English journalist and town planning advocate Charles C. Reade first showed these slum photos during his Auckland ‘lantern lecture’ on ’The slums of Auckland and Wellington’ on 14 July 1911, when he told concerned citizens there were more choice specimens of ‘homes of the working class’ in the southern city. Reade’s photos were re-published by the Graphic, at least mollifying Auckland socialites that there were substandard workers’ houses in the capital too. Wellington’s slums slumbered foully in Te Aro around Tory Street…
|Image: Present day evils: examples of defective housing from Wellington. 09 August 1911. Auckland Libraries Heritage Collections, NZG-19110809-22-1.
… and in the Chinese enclave in Haining Street (where the Graphic’s caption sub-editor could not resist some anti-Chinese racism.)
|Image: Backs of houses in Haining Street – the home of John Chinaman. 19 July 1911. Auckland Libraries Heritage Collections, NZG-19110719-21-3.
Therefore, to sum up, the New Zealand Graphic was essentially a journal focussing on the urban concerns and perspectives of city readers. But apart from focussing on urban issues like slums and squalor, from time to time the Graphic cast a critical eye (from an urban perspective) on what was happening to the New Zealand countryside as the result of the colony’s pursuit of progress. The next photograph, published on 6 May 1893, shows ‘the work of destruction in a Kauri Forest.’ Here a jumble of kauri logs already felled by bushmen lies waiting to be dragged by bullock team to the bush tramway which leads to the sawmill:
|Image: Martin. Our timber trade: the work of destruction in a Kauri Forest, Auckland. 6 May 1893. Heritage Collections, NZG-18930506-409-1.
Deforestation also occurred as railways were built so farmers could access urban markets. The two following photographs taken during construction of the Ongarue/Stratford Railway show ‘How deforestation follows the railway’ (or actually just precedes it.) The photographs show ‘Two sides of the tunnel.’ The upper photograph shows forest cleared for the railway where the line from Stratford goes through a tunnel in the Pohukura Saddle. The deforestation along the rail route is contrasted with the lower photograph of land two miles further on beyond the tunnel to Pohukura, on the line’s planned route through as-yet untouched forest:
|Image: How deforestation follows the railway. 21 September 1910. Auckland Libraries Heritage Collections, NZG-19100921-18-1.
The price of wholesale deforestation was flooding and erosion.
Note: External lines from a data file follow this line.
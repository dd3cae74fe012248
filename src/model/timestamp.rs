//! Timestamp (de)serialization
//!
//! The backend stores naive UTC datetimes and emits them without an offset
//! (`2024-03-01T10:15:00.123456`). RFC 3339 strings are accepted as well.

use chrono::{DateTime, NaiveDateTime, Utc};
use serde::{Deserialize, Deserializer, Serializer};

const NAIVE_FORMAT: &str = "%Y-%m-%dT%H:%M:%S%.f";

/// Parse a backend timestamp, with or without an offset.
pub(crate) fn parse(raw: &str) -> Option<DateTime<Utc>> {
    if let Ok(dt) = DateTime::parse_from_rfc3339(raw) {
        return Some(dt.with_timezone(&Utc));
    }
    NaiveDateTime::parse_from_str(raw, NAIVE_FORMAT)
        .ok()
        .map(|naive| naive.and_utc())
}

pub(crate) fn serialize<S>(value: &DateTime<Utc>, serializer: S) -> Result<S::Ok, S::Error>
where
    S: Serializer,
{
    serializer.serialize_str(&value.to_rfc3339())
}

pub(crate) fn deserialize<'de, D>(deserializer: D) -> Result<DateTime<Utc>, D::Error>
where
    D: Deserializer<'de>,
{
    let raw = String::deserialize(deserializer)?;
    parse(&raw).ok_or_else(|| serde::de::Error::custom(format!("invalid timestamp: {}", raw)))
}

/// Same as the parent module, for optional fields.
pub(crate) mod option {
    use chrono::{DateTime, Utc};
    use serde::{Deserialize, Deserializer, Serializer};

    pub(crate) fn serialize<S>(
        value: &Option<DateTime<Utc>>,
        serializer: S,
    ) -> Result<S::Ok, S::Error>
    where
        S: Serializer,
    {
        match value {
            Some(dt) => super::serialize(dt, serializer),
            None => serializer.serialize_none(),
        }
    }

    pub(crate) fn deserialize<'de, D>(deserializer: D) -> Result<Option<DateTime<Utc>>, D::Error>
    where
        D: Deserializer<'de>,
    {
        match Option::<String>::deserialize(deserializer)? {
            Some(raw) => super::parse(&raw).map(Some).ok_or_else(|| {
                serde::de::Error::custom(format!("invalid timestamp: {}", raw))
            }),
            None => Ok(None),
        }
    }
}
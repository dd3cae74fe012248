//! Observable analysis state and its configuration

use crate::model::TaskId;
use serde::{Serialize, Serializer};
use std::time::Duration;

/// Polling and timeout settings for one orchestrator
#[derive(Debug, Clone, PartialEq, Eq)]
pub struct AnalysisConfig {
    /// Fixed time between successive status queries
    pub poll_interval: Duration,
    /// Consecutive failed status queries before the task is abandoned
    pub max_poll_failures: u32,
    /// Bound on each submit and status call
    pub request_timeout: Duration,
}

impl Default for AnalysisConfig {
    fn default() -> Self {
        Self {
            poll_interval: Duration::from_secs(3),
            max_poll_failures: 5,
            request_timeout: Duration::from_secs(10),
        }
    }
}

impl AnalysisConfig {
    pub fn new() -> Self {
        Self::default()
    }

    pub fn with_poll_interval(mut self, interval: Duration) -> Self {
        self.poll_interval = interval;
        self
    }

    pub fn with_max_poll_failures(mut self, max: u32) -> Self {
        self.max_poll_failures = max;
        self
    }

    pub fn with_request_timeout(mut self, timeout: Duration) -> Self {
        self.request_timeout = timeout;
        self
    }
}

/// Where an orchestrator is in the task lifecycle
#[derive(Debug, Clone, Copy, PartialEq, Eq, Hash, Serialize)]
#[serde(rename_all = "lowercase")]
pub enum AnalysisPhase {
    Idle,
    Submitting,
    Processing,
    Completed,
    Failed,
}

impl AnalysisPhase {
    pub fn is_terminal(&self) -> bool {
        matches!(self, Self::Completed | Self::Failed)
    }
}

impl std::fmt::Display for AnalysisPhase {
    fn fmt(&self, f: &mut std::fmt::Formatter<'_>) -> std::fmt::Result {
        let name = match self {
            Self::Idle => "idle",
            Self::Submitting => "submitting",
            Self::Processing => "processing",
            Self::Completed => "completed",
            Self::Failed => "failed",
        };
        f.write_str(name)
    }
}

/// Error surface of the analysis lifecycle
///
/// `StaleContent`, `SubmitFailed` and `Cancelled` leave the orchestrator
/// Idle (or untouched); `PollingAbandoned` and `ServiceFailed` are terminal
/// Failed outcomes.
#[derive(Debug, Clone, PartialEq, Eq, thiserror::Error)]
pub enum AnalysisError {
    #[error("script has unsaved changes; save before analyzing")]
    StaleContent,

    #[error("could not submit analysis: {0}")]
    SubmitFailed(String),

    #[error("gave up polling after {attempts} consecutive failed status queries")]
    PollingAbandoned { attempts: u32 },

    #[error("analysis failed: {0}")]
    ServiceFailed(String),

    #[error("analysis was cancelled")]
    Cancelled,
}

/// Snapshot of an orchestrator's observable state
#[derive(Debug, Clone, PartialEq, Serialize)]
pub struct AnalysisStatus {
    pub phase: AnalysisPhase,
    /// Task being polled or the one that reached a terminal status
    #[serde(skip_serializing_if = "Option::is_none")]
    pub task_id: Option<TaskId>,
    /// Present only when Completed
    #[serde(skip_serializing_if = "Option::is_none")]
    pub result: Option<serde_json::Value>,
    #[serde(
        skip_serializing_if = "Option::is_none",
        serialize_with = "error_message"
    )]
    pub error: Option<AnalysisError>,
}

fn error_message<S: Serializer>(
    error: &Option<AnalysisError>,
    serializer: S,
) -> Result<S::Ok, S::Error> {
    match error {
        Some(err) => serializer.serialize_str(&err.to_string()),
        None => serializer.serialize_none(),
    }
}

impl Default for AnalysisStatus {
    fn default() -> Self {
        Self::idle()
    }
}

impl AnalysisStatus {
    pub fn idle() -> Self {
        Self {
            phase: AnalysisPhase::Idle,
            task_id: None,
            result: None,
            error: None,
        }
    }

    /// Idle after a rejected or failed submission
    pub fn rejected(error: AnalysisError) -> Self {
        Self {
            error: Some(error),
            ..Self::idle()
        }
    }

    pub fn submitting() -> Self {
        Self {
            phase: AnalysisPhase::Submitting,
            ..Self::idle()
        }
    }

    pub fn processing(task_id: TaskId) -> Self {
        Self {
            phase: AnalysisPhase::Processing,
            task_id: Some(task_id),
            ..Self::idle()
        }
    }

    pub fn completed(task_id: TaskId, result: serde_json::Value) -> Self {
        Self {
            phase: AnalysisPhase::Completed,
            task_id: Some(task_id),
            result: Some(result),
            error: None,
        }
    }

    pub fn failed(task_id: TaskId, error: AnalysisError) -> Self {
        Self {
            phase: AnalysisPhase::Failed,
            task_id: Some(task_id),
            result: None,
            error: Some(error),
        }
    }

    pub fn is_terminal(&self) -> bool {
        self.phase.is_terminal()
    }
}

#[cfg(test)]
mod tests {
    use super::*;

    #[test]
    fn defaults_match_documented_cadence() {
        let config = AnalysisConfig::default();
        assert_eq!(config.poll_interval, Duration::from_secs(3));
        assert_eq!(config.max_poll_failures, 5);
        assert_eq!(config.request_timeout, Duration::from_secs(10));
    }

    #[test]
    fn result_only_on_completed_and_error_only_on_failure() {
        let done = AnalysisStatus::completed(TaskId::from("t1"), serde_json::json!({"n": 1}));
        assert!(done.is_terminal());
        assert!(done.error.is_none());

        let failed = AnalysisStatus::failed(
            TaskId::from("t1"),
            AnalysisError::ServiceFailed("model quota exceeded".into()),
        );
        assert!(failed.is_terminal());
        assert!(failed.result.is_none());

        assert!(!AnalysisStatus::processing(TaskId::from("t1")).is_terminal());
    }

    #[test]
    fn status_serializes_error_as_message() {
        let status = AnalysisStatus::rejected(AnalysisError::StaleContent);
        let json = serde_json::to_value(&status).unwrap();
        assert_eq!(json["phase"], "idle");
        assert_eq!(
            json["error"],
            "script has unsaved changes; save before analyzing"
        );
        assert!(json.get("task_id").is_none());
    }
}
Wherever forests were cleared no plant cover remained with roots to bind soil or to absorb water. On 8 June 1910 the Graphic published this aerial panorama of flooding at Te Aroha. This happened because floodplains around the Ohinemuri and Waihou rivers had been cleared of forest when the land was turned into farm paddocks. With no vegetation cover to absorb overflowing river water, the flood spread out over the floodplain as we see in the photograph:
|Image: The results of deforestation. 8 June 1910. Auckland Libraries Heritage Collections, NZG-19100608-26-2.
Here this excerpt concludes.